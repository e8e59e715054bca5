//! Lightweight XML field extraction.
//!
//! The captured configs are machine-generated and well-formed, so simple
//! string scanning is enough to pull out the handful of fields the drivers
//! need. Matching is namespace-agnostic: `<ns:tag>` and `<tag>` both hit.

/// Text content of the first `<tag>...</tag>` element.
pub fn tag_text(xml: &str, tag: &str) -> Option<String> {
    let (start, _) = find_open_tag(xml, tag)?;
    let after = &xml[start..];
    let content_start = after.find('>')? + 1;
    let content = &after[content_start..];
    let end = content.find("</")?;
    let value = content[..end].trim();
    if value.is_empty() {
        None
    } else {
        Some(value.to_string())
    }
}

/// Attribute value on the first `<tag ... attr="...">` element.
pub fn tag_attr(xml: &str, tag: &str, attr: &str) -> Option<String> {
    let (start, _) = find_open_tag(xml, tag)?;
    let after = &xml[start..];
    let element = &after[..after.find('>')?];
    attr_value(element, attr)
}

/// Attribute lookup on an element selected by another attribute, for
/// documents shaped like `<Str N="Name" V="MUX-3"/>`: find the first
/// element of any tag carrying `key_attr="key"`, return its `value_attr`.
pub fn attr_by_key(xml: &str, key_attr: &str, key: &str, value_attr: &str) -> Option<String> {
    let needle_dq = format!("{key_attr}=\"{key}\"");
    let needle_sq = format!("{key_attr}='{key}'");
    let at = match (xml.find(needle_dq.as_str()), xml.find(needle_sq.as_str())) {
        (Some(a), Some(b)) => a.min(b),
        (Some(a), None) => a,
        (None, Some(b)) => b,
        (None, None) => return None,
    };
    let element_start = xml[..at].rfind('<')?;
    let element = &xml[element_start..];
    let element = &element[..element.find('>')?];
    attr_value(element, value_attr)
}

/// Inner slices of every `<tag>...</tag>` element, in document order.
pub fn sections<'a>(xml: &'a str, tag: &str) -> Vec<&'a str> {
    let close_pattern = format!("</{tag}");
    let mut out = Vec::new();
    let mut rest = xml;
    while let Some((start, _)) = find_open_tag(rest, tag) {
        let after = &rest[start..];
        let Some(content_start) = after.find('>') else {
            break;
        };
        let content = &after[content_start + 1..];
        let Some(end) = content.find(close_pattern.as_str()) else {
            break;
        };
        out.push(&content[..end]);
        let consumed = start + content_start + 1 + end + close_pattern.len();
        rest = &rest[consumed..];
    }
    out
}

/// Locate `<tag` or `<ns:tag` followed by a delimiter, returning the offset
/// of `<` and the length of the matched opener.
fn find_open_tag(xml: &str, tag: &str) -> Option<(usize, usize)> {
    let plain = format!("<{tag}");
    let prefixed = format!(":{tag}");
    let mut search_from = 0;
    while search_from < xml.len() {
        let slice = &xml[search_from..];
        let hit = match (slice.find(plain.as_str()), slice.find(prefixed.as_str())) {
            (Some(a), Some(b)) => a.min(b),
            (Some(a), None) => a,
            (None, Some(b)) => b,
            (None, None) => return None,
        };
        let opener_len = plain.len();
        let end = search_from + hit + opener_len;
        // reject partial matches like <tagger> for <tag>
        match xml.as_bytes().get(end) {
            Some(b'>') | Some(b' ') | Some(b'/') | Some(b'\t') | Some(b'\n') | Some(b'\r') => {
                // walk back to the actual '<' for prefixed matches
                let lt = xml[..search_from + hit + 1]
                    .rfind('<')
                    .unwrap_or(search_from + hit);
                return Some((lt, end - lt));
            }
            _ => search_from = end,
        }
    }
    None
}

fn attr_value(element: &str, attr: &str) -> Option<String> {
    let pattern = format!("{attr}=");
    let mut search_from = 0;
    while let Some(hit) = element[search_from..].find(pattern.as_str()) {
        let at = search_from + hit;
        // require a word boundary so N= does not match inside aN=
        let boundary = at == 0
            || element
                .as_bytes()
                .get(at - 1)
                .is_some_and(|b| b.is_ascii_whitespace());
        let after = &element[at + pattern.len()..];
        if boundary {
            let quote = after.chars().next()?;
            if quote == '"' || quote == '\'' {
                let value = &after[1..];
                let end = value.find(quote)?;
                return Some(value[..end].to_string());
            }
        }
        search_from = at + pattern.len();
    }
    None
}

#[cfg(test)]
mod tests {
    use super::*;

    #[test]
    fn test_tag_text() {
        let xml = "<reply><product>Elemental Live</product><version>2.15.3</version></reply>";
        assert_eq!(tag_text(xml, "product").as_deref(), Some("Elemental Live"));
        assert_eq!(tag_text(xml, "version").as_deref(), Some("2.15.3"));
        assert_eq!(tag_text(xml, "hostname"), None);
    }

    #[test]
    fn test_tag_text_namespaced() {
        let xml = "<tds:product>SVP4000</tds:product>";
        assert_eq!(tag_text(xml, "product").as_deref(), Some("SVP4000"));
    }

    #[test]
    fn test_tag_text_rejects_partial_name_match() {
        let xml = "<products>nope</products><product>yes</product>";
        assert_eq!(tag_text(xml, "product").as_deref(), Some("yes"));
    }

    #[test]
    fn test_tag_attr() {
        let xml = r#"<modelName value="SPR1200" unit="1"/>"#;
        assert_eq!(tag_attr(xml, "modelName", "value").as_deref(), Some("SPR1200"));
        assert_eq!(tag_attr(xml, "modelName", "serial"), None);
    }

    #[test]
    fn test_attr_by_key() {
        let xml = r#"<cfg><Str N="Location" V="rack 4"/><Str N="Name" V="MUX-3"/></cfg>"#;
        assert_eq!(attr_by_key(xml, "N", "Name", "V").as_deref(), Some("MUX-3"));
        assert_eq!(attr_by_key(xml, "N", "Owner", "V"), None);
    }

    #[test]
    fn test_attr_by_key_any_tag() {
        let xml = r#"<cfg><Int N="m_caDir5UniqueId" V="123 456"/></cfg>"#;
        assert_eq!(
            attr_by_key(xml, "N", "m_caDir5UniqueId", "V").as_deref(),
            Some("123 456")
        );
    }

    #[test]
    fn test_sections() {
        let xml = "<network>\
            <eth_config><id>0</id><eth_dev>eth0</eth_dev></eth_config>\
            <eth_config><id>1</id><eth_dev>eth1</eth_dev></eth_config>\
            </network>";
        let parts = sections(xml, "eth_config");
        assert_eq!(parts.len(), 2);
        assert_eq!(tag_text(parts[0], "eth_dev").as_deref(), Some("eth0"));
        assert_eq!(tag_text(parts[1], "eth_dev").as_deref(), Some("eth1"));
    }

    #[test]
    fn test_sections_none() {
        assert!(sections("<a><b/></a>", "eth_config").is_empty());
    }
}
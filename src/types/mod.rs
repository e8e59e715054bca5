//! Core type definitions.
//!
//! Newtype-flavored building blocks shared across the engine: address
//! ranges, device family identifiers, and the structured device record.

mod device;
mod range;
mod record;

pub use device::DeviceTypeId;
pub use range::{addr_to_long, long_to_addr, AddrRange, AddrRangeIter};
pub use record::{DeviceRecord, Row, Scalar};
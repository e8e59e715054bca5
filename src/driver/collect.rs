//! Shared SNMP collection helpers for the table-driven drivers.

use crate::net::{Oid, SnmpClient, SnmpValue};
use crate::types::{Row, Scalar};
use serde_json::Value;
use std::collections::BTreeMap;

/// Ceiling on any single column walk; real tables hold a handful of rows,
/// so hitting this means the agent is misbehaving.
pub const MAX_WALK_ROWS: usize = 256;

const IP_ADDR_OID: &str = "1.3.6.1.2.1.4.20.1.1";
const IP_IFINDEX_OID: &str = "1.3.6.1.2.1.4.20.1.2";
const IF_NAME_OID: &str = "1.3.6.1.2.1.2.2.1.2";
const IF_MAC_OID: &str = "1.3.6.1.2.1.2.2.1.6";
const IF_STATUS_OID: &str = "1.3.6.1.2.1.2.2.1.8";

/// GET-NEXT from `root` until the reply leaves the subtree. Also stops on
/// a repeated OID (broken agents loop) and at [`MAX_WALK_ROWS`].
pub async fn walk_column(snmp: &SnmpClient, root: &Oid) -> Vec<(Oid, SnmpValue)> {
    let mut rows = Vec::new();
    let mut cursor = root.clone();
    loop {
        let Some((oid, value)) = snmp.get_next(&cursor).await else {
            break;
        };
        if !oid.starts_with(root) || oid == cursor {
            break;
        }
        cursor = oid.clone();
        rows.push((oid, value));
        if rows.len() >= MAX_WALK_ROWS {
            break;
        }
    }
    rows
}

/// Walk an index column and return each row's value rendered as an OID
/// instance suffix ("3", or a dotted address for IP-indexed tables).
pub async fn walk_indexes(snmp: &SnmpClient, root: &Oid) -> Vec<String> {
    walk_column(snmp, root)
        .await
        .into_iter()
        .filter_map(|(_, value)| value_suffix(&value))
        .collect()
}

/// Render a walked value as an instance suffix.
pub fn value_suffix(value: &SnmpValue) -> Option<String> {
    match value {
        SnmpValue::Int(n) => Some(n.to_string()),
        SnmpValue::Counter(n) | SnmpValue::TimeTicks(n) => Some(n.to_string()),
        SnmpValue::IpAddress(ip) => Some(ip.to_string()),
        SnmpValue::OctetString(_) => value.as_text(),
        _ => None,
    }
}

/// Convert a decoded varbind into a record scalar.
pub fn scalar_from(value: SnmpValue) -> Scalar {
    match value {
        SnmpValue::Int(n) => Scalar::Int(n),
        SnmpValue::Counter(n) | SnmpValue::TimeTicks(n) => Scalar::Int(n as i64),
        SnmpValue::IpAddress(ip) => Scalar::Text(ip.to_string()),
        SnmpValue::ObjectId(oid) => Scalar::Text(oid.to_string()),
        SnmpValue::OctetString(bytes) => {
            Scalar::Text(String::from_utf8_lossy(&bytes).into_owned())
        }
        SnmpValue::Null | SnmpValue::Absent => Scalar::Null,
    }
}

/// MAC bytes as colon-separated lowercase hex.
pub fn format_mac(bytes: &[u8]) -> String {
    bytes
        .iter()
        .map(|b| format!("{:02x}", b))
        .collect::<Vec<_>>()
        .join(":")
}

/// Interface names come back NUL-terminated; drop the terminator.
pub fn trim_nul(text: &str) -> &str {
    text.trim_end_matches('\0')
}

/// Pluck a value out of nested JSON objects by key path.
pub fn json_path<'a>(mut value: &'a Value, path: &[&str]) -> Option<&'a Value> {
    for key in path {
        value = value.as_object()?.get(*key)?;
    }
    Some(value)
}

/// JSON leaf to record scalar.
pub fn scalar_from_json(value: &Value) -> Scalar {
    match value {
        Value::String(s) => Scalar::Text(s.clone()),
        Value::Number(n) => n.as_i64().map(Scalar::Int).unwrap_or(Scalar::Null),
        Value::Bool(b) => Scalar::Bool(*b),
        _ => Scalar::Null,
    }
}

/// The standard MIB-II two-stage interface walk: discover addresses in the
/// ipAddrTable, skip loopback rows, then follow each row's ifIndex into the
/// ifTable for name, MAC, and operational status.
pub async fn collect_interfaces(snmp: &SnmpClient) -> BTreeMap<String, Row> {
    let mut interfaces = BTreeMap::new();
    let Ok(addr_root) = IP_ADDR_OID.parse::<Oid>() else {
        return interfaces;
    };

    for address in walk_indexes(snmp, &addr_root).await {
        if address.starts_with("127") {
            continue;
        }
        let mut row = Row::new();
        row.insert("ipaddress".to_string(), Scalar::from(address.as_str()));

        let if_index = match get_suffixed(snmp, IP_IFINDEX_OID, &address).await {
            Some(SnmpValue::Int(n)) => n,
            _ => {
                // can't reach the ifTable without an index; keep the bare row
                interfaces.insert(address, row);
                continue;
            }
        };
        row.insert("ifidx".to_string(), Scalar::Int(if_index));

        let suffix = if_index.to_string();
        if let Some(value) = get_suffixed(snmp, IF_NAME_OID, &suffix).await {
            if let Some(name) = value.as_text() {
                row.insert("name".to_string(), Scalar::from(trim_nul(&name)));
            }
        }
        if let Some(value) = get_suffixed(snmp, IF_MAC_OID, &suffix).await {
            if let Some(bytes) = value.as_bytes() {
                row.insert("macaddress".to_string(), Scalar::Text(format_mac(bytes)));
            }
        }
        if let Some(value) = get_suffixed(snmp, IF_STATUS_OID, &suffix).await {
            row.insert(
                "status".to_string(),
                Scalar::Bool(value.as_int() == Some(1)),
            );
        }

        interfaces.insert(suffix, row);
    }
    interfaces
}

/// GET of `column.suffix`.
pub async fn get_suffixed(snmp: &SnmpClient, column: &str, suffix: &str) -> Option<SnmpValue> {
    let oid = column.parse::<Oid>().ok()?.join(suffix);
    snmp.get(&oid).await
}

#[cfg(test)]
mod tests {
    use super::*;

    #[test]
    fn test_format_mac() {
        assert_eq!(format_mac(&[0x00, 0x1B, 0xC5, 0x0A, 0xFF, 0x01]), "00:1b:c5:0a:ff:01");
    }

    #[test]
    fn test_trim_nul() {
        assert_eq!(trim_nul("eth0\0"), "eth0");
        assert_eq!(trim_nul("eth0"), "eth0");
    }

    #[test]
    fn test_json_path() {
        let doc: Value = serde_json::from_str(
            r#"{"collection":{"data":{"ipAddress":{"value":"10.0.0.5"}}}}"#,
        )
        .unwrap();
        let leaf = json_path(&doc, &["collection", "data", "ipAddress", "value"]).unwrap();
        assert_eq!(scalar_from_json(leaf), Scalar::from("10.0.0.5"));
        assert!(json_path(&doc, &["collection", "missing"]).is_none());
    }

    #[test]
    fn test_value_suffix_variants() {
        assert_eq!(value_suffix(&SnmpValue::Int(7)).as_deref(), Some("7"));
        assert_eq!(
            value_suffix(&SnmpValue::IpAddress("10.1.2.3".parse().unwrap())).as_deref(),
            Some("10.1.2.3")
        );
        assert_eq!(value_suffix(&SnmpValue::Null), None);
    }
}
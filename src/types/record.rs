//! The structured result of fingerprinting one host.
//!
//! A `DeviceRecord` is built fresh by a driver, fully populated during
//! `populate()`, then treated as immutable. `info` keys are declared up
//! front per product family with null defaults, so a field whose probe
//! failed still appears in the output.

use serde::{Deserialize, Serialize};
use std::collections::BTreeMap;
use std::fmt;

/// A scalar field value: string, integer, boolean, or unset.
#[derive(Debug, Clone, PartialEq, Serialize, Deserialize)]
#[serde(untagged)]
pub enum Scalar {
    Null,
    Bool(bool),
    Int(i64),
    Text(String),
}

impl Scalar {
    pub fn is_null(&self) -> bool {
        matches!(self, Scalar::Null)
    }

    pub fn as_str(&self) -> Option<&str> {
        match self {
            Scalar::Text(s) => Some(s),
            _ => None,
        }
    }

    pub fn as_int(&self) -> Option<i64> {
        match self {
            Scalar::Int(n) => Some(*n),
            _ => None,
        }
    }
}

impl Default for Scalar {
    fn default() -> Self {
        Scalar::Null
    }
}

impl fmt::Display for Scalar {
    fn fmt(&self, f: &mut fmt::Formatter<'_>) -> fmt::Result {
        match self {
            Scalar::Null => Ok(()),
            Scalar::Bool(b) => write!(f, "{}", b),
            Scalar::Int(n) => write!(f, "{}", n),
            Scalar::Text(s) => f.write_str(s),
        }
    }
}

impl From<&str> for Scalar {
    fn from(s: &str) -> Self {
        Scalar::Text(s.to_string())
    }
}

impl From<String> for Scalar {
    fn from(s: String) -> Self {
        Scalar::Text(s)
    }
}

impl From<i64> for Scalar {
    fn from(n: i64) -> Self {
        Scalar::Int(n)
    }
}

impl From<bool> for Scalar {
    fn from(b: bool) -> Self {
        Scalar::Bool(b)
    }
}

/// One row of a sub-table (an interface, a license, an option card).
pub type Row = BTreeMap<String, Scalar>;

/// Structured device state for one discovered host.
///
/// Serializes to the on-disk `<addr>_data.json` contract: top-level keys
/// `info`, `interfaces`, `licenses`, `optioncards`. The raw config blob is
/// written to its own file and never embedded here.
#[derive(Debug, Clone, Default, Serialize, Deserialize)]
pub struct DeviceRecord {
    pub info: BTreeMap<String, Scalar>,
    pub interfaces: BTreeMap<String, Row>,
    pub licenses: BTreeMap<String, Scalar>,
    pub optioncards: BTreeMap<String, Row>,
    #[serde(skip)]
    pub raw_config: Option<Vec<u8>>,
}

impl DeviceRecord {
    /// Skeleton record with a declared field list, values all null.
    pub fn with_fields(address: &str, fields: &[&str]) -> Self {
        let mut info = BTreeMap::new();
        for &field in fields {
            info.insert(field.to_string(), Scalar::Null);
        }
        info.insert("ipaddress".to_string(), Scalar::from(address));
        Self {
            info,
            ..Default::default()
        }
    }

    /// Set an info field, overwriting its default.
    pub fn set_info(&mut self, key: &str, value: Scalar) {
        self.info.insert(key.to_string(), value);
    }

    pub fn address(&self) -> &str {
        self.info
            .get("ipaddress")
            .and_then(Scalar::as_str)
            .unwrap_or("")
    }
}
━━━━━━━━━━━━━━━━━━━━
■ **What is required**
Copy down each line in the entries that has the word "TimeTicks".

■ **Task answer**
        SnmpValue::Counter(n) | SnmpValue::TimeTicks(n) => Some(n.to_string()),
        SnmpValue::Counter(n) | SnmpValue::TimeTicks(n) => Scalar::Int(n as i64),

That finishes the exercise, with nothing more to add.